▶ WHAT YOU HAVE TO DO
What is needed is an exact copy of the lines in the listing below, from the one with "Entry::Occupied(mut slot) if !slot.get().retired" up to and including the one with "Entry::Occupied(mut slot) =>", with no other lines.

▶ AVAILABLE DATA
┌──

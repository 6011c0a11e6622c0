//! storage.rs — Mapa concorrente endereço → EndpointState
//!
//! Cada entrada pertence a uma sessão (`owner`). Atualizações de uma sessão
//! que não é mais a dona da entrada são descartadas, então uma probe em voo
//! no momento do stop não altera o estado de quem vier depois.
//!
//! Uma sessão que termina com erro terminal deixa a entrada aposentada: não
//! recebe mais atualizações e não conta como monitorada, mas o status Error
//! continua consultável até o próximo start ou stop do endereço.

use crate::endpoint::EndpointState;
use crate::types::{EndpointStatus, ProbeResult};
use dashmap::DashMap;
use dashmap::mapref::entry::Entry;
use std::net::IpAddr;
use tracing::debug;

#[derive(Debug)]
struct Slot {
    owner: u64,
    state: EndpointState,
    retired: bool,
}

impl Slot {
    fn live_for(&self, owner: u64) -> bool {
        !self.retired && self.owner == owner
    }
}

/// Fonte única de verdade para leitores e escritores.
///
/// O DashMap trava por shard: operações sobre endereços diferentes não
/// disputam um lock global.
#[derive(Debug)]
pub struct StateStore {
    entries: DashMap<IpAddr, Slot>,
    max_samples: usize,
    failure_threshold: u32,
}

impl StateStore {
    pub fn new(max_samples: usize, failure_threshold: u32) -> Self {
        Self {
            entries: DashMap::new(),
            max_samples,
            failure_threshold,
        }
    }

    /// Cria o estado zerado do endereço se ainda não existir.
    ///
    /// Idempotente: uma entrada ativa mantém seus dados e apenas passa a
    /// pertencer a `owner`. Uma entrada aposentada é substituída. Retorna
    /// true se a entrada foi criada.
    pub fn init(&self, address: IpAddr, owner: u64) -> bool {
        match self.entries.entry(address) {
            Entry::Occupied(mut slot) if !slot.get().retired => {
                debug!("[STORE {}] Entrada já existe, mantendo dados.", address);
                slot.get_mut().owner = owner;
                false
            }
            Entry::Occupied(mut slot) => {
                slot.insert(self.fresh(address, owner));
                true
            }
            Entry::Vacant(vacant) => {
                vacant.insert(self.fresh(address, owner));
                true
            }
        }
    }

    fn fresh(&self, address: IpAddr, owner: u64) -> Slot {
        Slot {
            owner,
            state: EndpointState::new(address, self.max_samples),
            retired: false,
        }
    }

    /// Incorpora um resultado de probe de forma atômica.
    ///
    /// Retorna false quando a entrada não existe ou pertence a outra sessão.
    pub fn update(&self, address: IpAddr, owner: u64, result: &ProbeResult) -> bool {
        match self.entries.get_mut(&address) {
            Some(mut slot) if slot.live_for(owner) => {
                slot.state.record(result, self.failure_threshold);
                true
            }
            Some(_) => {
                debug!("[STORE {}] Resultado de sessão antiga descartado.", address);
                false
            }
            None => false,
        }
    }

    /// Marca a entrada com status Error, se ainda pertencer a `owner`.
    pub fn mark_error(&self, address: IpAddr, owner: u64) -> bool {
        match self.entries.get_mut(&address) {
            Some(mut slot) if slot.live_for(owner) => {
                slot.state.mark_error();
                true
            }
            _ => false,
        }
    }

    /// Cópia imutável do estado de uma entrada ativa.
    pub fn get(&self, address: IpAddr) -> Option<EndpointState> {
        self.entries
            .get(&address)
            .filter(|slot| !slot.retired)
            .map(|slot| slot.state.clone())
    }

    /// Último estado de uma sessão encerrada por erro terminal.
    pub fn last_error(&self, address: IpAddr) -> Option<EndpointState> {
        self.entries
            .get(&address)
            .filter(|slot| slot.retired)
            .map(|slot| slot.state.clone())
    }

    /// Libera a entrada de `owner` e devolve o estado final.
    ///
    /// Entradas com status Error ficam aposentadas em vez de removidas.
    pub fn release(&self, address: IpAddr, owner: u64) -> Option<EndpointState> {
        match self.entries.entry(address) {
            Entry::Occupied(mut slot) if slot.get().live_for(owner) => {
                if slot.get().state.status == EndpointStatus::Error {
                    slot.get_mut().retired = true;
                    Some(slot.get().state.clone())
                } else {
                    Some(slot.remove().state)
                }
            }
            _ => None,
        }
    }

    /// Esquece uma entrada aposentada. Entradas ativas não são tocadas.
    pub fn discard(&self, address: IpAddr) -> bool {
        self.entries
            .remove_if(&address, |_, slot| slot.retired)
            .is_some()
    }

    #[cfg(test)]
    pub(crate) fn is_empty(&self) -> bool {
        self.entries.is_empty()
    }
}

└──
┌──

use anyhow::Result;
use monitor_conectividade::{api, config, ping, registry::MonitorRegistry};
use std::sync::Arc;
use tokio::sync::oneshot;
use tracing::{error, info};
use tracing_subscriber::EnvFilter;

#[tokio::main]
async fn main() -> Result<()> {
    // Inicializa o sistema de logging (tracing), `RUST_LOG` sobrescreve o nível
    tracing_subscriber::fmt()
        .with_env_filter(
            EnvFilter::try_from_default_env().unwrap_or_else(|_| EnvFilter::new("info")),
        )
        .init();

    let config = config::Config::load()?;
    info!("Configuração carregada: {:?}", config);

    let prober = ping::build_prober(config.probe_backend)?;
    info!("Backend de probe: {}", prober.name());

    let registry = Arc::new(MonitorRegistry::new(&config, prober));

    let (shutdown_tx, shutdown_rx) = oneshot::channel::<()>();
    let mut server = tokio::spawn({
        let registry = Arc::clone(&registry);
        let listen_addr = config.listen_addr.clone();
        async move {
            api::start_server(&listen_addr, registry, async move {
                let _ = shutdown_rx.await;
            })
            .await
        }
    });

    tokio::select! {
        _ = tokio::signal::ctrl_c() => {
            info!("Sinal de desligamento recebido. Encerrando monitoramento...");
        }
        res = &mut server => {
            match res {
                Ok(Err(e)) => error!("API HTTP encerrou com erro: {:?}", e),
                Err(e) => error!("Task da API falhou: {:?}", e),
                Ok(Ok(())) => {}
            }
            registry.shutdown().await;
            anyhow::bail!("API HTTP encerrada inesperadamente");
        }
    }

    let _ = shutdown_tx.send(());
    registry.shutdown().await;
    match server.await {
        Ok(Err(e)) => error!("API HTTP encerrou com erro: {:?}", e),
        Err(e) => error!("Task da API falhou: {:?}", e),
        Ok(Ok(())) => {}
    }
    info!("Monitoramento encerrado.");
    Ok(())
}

└──

▶ OUTPUT BELOW
            Entry::Occupied(mut slot) if !slot.get().retired => {
                debug!("[STORE {}] Entrada já existe, mantendo dados.", address);
                slot.get_mut().owner = owner;
                false
            }
            Entry::Occupied(mut slot) => {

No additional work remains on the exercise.